Saved entries
○ ○ ○ ○ ○ ○ ○
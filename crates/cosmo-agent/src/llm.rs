//! OpenAI-compatible chat completion client
//!
//! Works with any `/chat/completions` endpoint; Groq is the default.
//!
//! Author: hephaex@gmail.com

use reqwest::Client;
use serde::{Deserialize, Serialize};

use cosmo_core::{AgentConfig, AgentError};

const SYSTEM_PROMPT: &str = "You are a research assistant for space, satellite and earth \
observation topics. Answer the instruction using only the gathered web content. \
Be concise, use markdown and mention the source URLs you relied on.";

/// Chat completion client
pub struct ChatClient {
    client: Client,
    api_key: String,
    base_url: String,
    model: String,
    max_tokens: u32,
    temperature: f32,
}

#[derive(Debug, Serialize)]
struct ChatRequest {
    model: String,
    messages: Vec<Message>,
    max_tokens: u32,
    temperature: f32,
}

#[derive(Debug, Serialize, Deserialize, Clone)]
struct Message {
    role: String,
    content: String,
}

#[derive(Debug, Deserialize)]
struct ChatResponse {
    choices: Vec<Choice>,
}

#[derive(Debug, Deserialize)]
struct Choice {
    message: Message,
}

impl ChatClient {
    /// Create from config; `None` without an API key
    pub fn from_config(client: Client, config: &AgentConfig) -> Option<Self> {
        let api_key = config.llm_api_key.clone()?;

        Some(Self {
            client,
            api_key,
            base_url: config.llm_base_url.trim_end_matches('/').to_string(),
            model: config.model.clone(),
            max_tokens: config.max_tokens,
            temperature: config.temperature,
        })
    }

    pub fn model(&self) -> &str {
        &self.model
    }

    /// Answer `instruction` from `content`
    pub async fn analyze(&self, instruction: &str, content: &str) -> Result<String, AgentError> {
        let request = ChatRequest {
            model: self.model.clone(),
            messages: vec![
                Message {
                    role: "system".to_string(),
                    content: SYSTEM_PROMPT.to_string(),
                },
                Message {
                    role: "user".to_string(),
                    content: format!("{instruction}\n\nGathered content:\n\n{content}"),
                },
            ],
            max_tokens: self.max_tokens,
            temperature: self.temperature,
        };

        let response = self
            .client
            .post(format!("{}/chat/completions", self.base_url))
            .bearer_auth(&self.api_key)
            .json(&request)
            .send()
            .await
            .map_err(|e| AgentError::new(format!("Request failed: {e}")))?;

        if !response.status().is_success() {
            let error_text = response.text().await.unwrap_or_default();
            return Err(AgentError::new(format!("LLM error: {error_text}")));
        }

        let result: ChatResponse = response
            .json()
            .await
            .map_err(|e| AgentError::new(format!("Failed to parse response: {e}")))?;

        result
            .choices
            .into_iter()
            .next()
            .map(|c| c.message.content)
            .ok_or_else(|| AgentError::new("No response generated"))
    }
}

#[cfg(test)]
mod tests {
    use super::*;

    #[test]
    fn test_requires_api_key() {
        let config = AgentConfig::default();
        assert!(ChatClient::from_config(Client::new(), &config).is_none());

        let config = AgentConfig {
            llm_api_key: Some("gsk-test".to_string()),
            llm_base_url: "https://api.groq.com/openai/v1/".to_string(),
            ..AgentConfig::default()
        };
        let client = ChatClient::from_config(Client::new(), &config).unwrap();
        assert_eq!(client.model(), "llama3-8b-8192");
        assert_eq!(client.base_url, "https://api.groq.com/openai/v1");
    }
}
○ ○ ○ ○ ○ ○ ○
*Required work:* Within the entries, find all lines holding "Deserialize" and copy each one.

*Exercise answer:*
use serde::{Deserialize, Serialize};
#[derive(Debug, Serialize, Deserialize, Clone)]
#[derive(Debug, Deserialize)]
#[derive(Debug, Deserialize)]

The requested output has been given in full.